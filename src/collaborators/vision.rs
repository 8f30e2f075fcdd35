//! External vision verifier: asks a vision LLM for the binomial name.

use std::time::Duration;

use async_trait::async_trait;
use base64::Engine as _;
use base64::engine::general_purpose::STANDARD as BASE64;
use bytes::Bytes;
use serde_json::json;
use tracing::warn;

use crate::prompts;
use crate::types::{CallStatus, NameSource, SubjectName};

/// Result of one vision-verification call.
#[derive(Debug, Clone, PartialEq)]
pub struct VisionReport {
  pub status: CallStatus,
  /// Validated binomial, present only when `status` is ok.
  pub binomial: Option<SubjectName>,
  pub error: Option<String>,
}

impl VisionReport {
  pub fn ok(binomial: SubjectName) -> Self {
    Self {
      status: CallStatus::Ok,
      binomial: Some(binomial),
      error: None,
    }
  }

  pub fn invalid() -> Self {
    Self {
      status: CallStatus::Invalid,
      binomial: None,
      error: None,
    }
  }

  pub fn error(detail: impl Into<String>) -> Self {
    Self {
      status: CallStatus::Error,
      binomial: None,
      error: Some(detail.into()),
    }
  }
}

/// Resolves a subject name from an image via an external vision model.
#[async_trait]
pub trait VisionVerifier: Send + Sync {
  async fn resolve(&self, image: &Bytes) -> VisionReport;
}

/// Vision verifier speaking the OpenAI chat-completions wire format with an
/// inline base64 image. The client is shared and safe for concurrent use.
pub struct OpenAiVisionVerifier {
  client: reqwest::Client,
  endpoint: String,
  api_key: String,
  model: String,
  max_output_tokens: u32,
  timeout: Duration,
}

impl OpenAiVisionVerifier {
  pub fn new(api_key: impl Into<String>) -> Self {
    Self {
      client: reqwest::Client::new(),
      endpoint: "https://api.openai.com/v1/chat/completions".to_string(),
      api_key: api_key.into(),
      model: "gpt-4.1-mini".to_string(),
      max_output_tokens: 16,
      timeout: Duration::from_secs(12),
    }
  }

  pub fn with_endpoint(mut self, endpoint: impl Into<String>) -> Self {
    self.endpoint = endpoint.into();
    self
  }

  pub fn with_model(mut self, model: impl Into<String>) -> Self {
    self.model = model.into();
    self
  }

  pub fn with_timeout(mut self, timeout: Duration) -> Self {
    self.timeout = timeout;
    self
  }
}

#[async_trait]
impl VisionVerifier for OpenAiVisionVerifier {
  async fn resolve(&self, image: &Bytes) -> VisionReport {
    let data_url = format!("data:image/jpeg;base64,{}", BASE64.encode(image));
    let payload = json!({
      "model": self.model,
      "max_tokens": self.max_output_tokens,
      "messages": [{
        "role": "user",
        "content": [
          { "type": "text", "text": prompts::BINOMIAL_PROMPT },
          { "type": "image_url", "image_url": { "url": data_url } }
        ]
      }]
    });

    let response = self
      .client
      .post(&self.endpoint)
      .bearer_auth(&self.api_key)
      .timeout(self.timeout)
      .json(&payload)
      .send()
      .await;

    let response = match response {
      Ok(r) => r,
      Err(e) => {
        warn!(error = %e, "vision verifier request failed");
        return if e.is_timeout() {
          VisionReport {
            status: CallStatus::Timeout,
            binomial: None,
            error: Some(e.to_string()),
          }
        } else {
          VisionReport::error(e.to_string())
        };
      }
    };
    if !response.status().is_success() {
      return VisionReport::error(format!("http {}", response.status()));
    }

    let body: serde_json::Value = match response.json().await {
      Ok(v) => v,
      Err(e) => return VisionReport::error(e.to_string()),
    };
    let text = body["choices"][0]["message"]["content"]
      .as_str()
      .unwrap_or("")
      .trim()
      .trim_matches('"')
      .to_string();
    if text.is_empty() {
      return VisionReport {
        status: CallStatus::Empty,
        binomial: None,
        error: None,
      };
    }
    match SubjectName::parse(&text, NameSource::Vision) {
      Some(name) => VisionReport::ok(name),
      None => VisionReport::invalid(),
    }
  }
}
* * * * * * * * *
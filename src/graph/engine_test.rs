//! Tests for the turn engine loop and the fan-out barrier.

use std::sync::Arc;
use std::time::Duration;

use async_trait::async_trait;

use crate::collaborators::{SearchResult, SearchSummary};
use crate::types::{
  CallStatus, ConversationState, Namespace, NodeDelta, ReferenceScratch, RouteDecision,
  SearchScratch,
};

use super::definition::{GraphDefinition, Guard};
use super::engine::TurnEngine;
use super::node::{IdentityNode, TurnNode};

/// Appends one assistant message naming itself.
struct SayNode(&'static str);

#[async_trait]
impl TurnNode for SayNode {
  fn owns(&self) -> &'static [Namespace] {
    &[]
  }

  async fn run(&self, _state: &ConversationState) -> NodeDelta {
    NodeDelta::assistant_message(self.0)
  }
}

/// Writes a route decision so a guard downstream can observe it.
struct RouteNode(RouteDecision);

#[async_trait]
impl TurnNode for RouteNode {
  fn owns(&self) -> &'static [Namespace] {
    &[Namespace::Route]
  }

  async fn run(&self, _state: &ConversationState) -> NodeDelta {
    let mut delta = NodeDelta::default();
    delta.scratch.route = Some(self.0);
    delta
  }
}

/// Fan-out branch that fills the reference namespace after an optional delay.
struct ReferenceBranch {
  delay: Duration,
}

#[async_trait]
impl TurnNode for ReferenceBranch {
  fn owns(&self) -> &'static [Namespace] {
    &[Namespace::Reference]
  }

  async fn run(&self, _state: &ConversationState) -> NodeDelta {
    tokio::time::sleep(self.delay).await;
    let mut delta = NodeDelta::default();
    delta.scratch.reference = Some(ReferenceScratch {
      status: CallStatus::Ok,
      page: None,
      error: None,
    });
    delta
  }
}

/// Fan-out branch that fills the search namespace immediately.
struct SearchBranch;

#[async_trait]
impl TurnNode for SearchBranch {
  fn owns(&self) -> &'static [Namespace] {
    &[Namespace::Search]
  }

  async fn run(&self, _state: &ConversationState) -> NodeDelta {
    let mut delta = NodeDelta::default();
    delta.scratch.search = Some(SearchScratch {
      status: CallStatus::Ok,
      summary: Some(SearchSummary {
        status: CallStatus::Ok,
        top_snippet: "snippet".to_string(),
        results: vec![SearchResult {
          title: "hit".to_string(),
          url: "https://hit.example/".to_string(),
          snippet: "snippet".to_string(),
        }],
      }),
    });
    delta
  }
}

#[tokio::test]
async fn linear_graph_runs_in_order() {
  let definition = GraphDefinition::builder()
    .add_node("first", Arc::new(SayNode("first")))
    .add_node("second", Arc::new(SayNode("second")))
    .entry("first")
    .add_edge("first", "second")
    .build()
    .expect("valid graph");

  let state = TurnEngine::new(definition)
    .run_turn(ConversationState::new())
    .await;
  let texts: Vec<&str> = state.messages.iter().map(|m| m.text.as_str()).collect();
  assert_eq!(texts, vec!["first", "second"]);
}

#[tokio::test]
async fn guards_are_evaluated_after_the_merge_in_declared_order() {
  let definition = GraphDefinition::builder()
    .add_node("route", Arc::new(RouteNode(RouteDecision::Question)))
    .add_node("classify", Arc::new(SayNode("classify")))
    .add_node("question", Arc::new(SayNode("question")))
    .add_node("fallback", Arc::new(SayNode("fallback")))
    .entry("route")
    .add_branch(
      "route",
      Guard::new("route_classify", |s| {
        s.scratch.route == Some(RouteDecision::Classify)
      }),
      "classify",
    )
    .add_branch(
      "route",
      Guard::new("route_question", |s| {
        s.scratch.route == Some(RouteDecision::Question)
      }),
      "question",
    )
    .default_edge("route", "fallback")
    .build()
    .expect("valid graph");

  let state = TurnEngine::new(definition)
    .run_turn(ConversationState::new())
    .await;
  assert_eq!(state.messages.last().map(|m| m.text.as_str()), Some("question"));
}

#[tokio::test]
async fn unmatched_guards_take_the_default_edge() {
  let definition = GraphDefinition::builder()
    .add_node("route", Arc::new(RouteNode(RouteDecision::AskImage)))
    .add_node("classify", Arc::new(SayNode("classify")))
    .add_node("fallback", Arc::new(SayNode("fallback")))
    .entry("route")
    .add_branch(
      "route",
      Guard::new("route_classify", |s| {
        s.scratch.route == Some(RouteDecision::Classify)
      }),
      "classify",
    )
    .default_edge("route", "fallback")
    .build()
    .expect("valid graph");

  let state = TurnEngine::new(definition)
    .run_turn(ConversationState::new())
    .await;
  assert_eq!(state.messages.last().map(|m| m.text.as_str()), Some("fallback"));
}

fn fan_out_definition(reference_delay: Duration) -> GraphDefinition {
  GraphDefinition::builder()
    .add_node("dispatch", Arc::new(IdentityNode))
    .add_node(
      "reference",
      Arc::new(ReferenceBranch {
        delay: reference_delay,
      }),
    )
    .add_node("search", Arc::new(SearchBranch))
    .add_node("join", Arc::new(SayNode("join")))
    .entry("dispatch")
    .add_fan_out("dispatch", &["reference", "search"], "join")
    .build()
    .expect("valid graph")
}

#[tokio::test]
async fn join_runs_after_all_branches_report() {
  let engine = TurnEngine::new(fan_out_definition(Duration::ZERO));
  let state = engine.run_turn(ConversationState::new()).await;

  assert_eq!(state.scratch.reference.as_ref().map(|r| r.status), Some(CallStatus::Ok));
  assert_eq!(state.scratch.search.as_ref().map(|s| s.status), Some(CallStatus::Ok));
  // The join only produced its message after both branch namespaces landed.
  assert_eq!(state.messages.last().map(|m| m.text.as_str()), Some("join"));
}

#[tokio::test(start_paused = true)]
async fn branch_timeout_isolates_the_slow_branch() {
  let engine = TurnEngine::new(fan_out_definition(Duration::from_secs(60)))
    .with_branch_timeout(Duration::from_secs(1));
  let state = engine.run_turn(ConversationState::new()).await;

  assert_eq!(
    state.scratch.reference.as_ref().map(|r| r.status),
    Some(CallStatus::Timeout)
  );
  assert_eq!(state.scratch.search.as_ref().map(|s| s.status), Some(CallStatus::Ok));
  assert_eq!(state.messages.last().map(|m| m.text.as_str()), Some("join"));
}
* * * * * * * * *
* WHAT YOU SHOULD DO
Which lines above hold the string "warn"? Copy every one of them.

* RESPONSE AREA
use tracing::warn;
        warn!(error = %e, "vision verifier request failed");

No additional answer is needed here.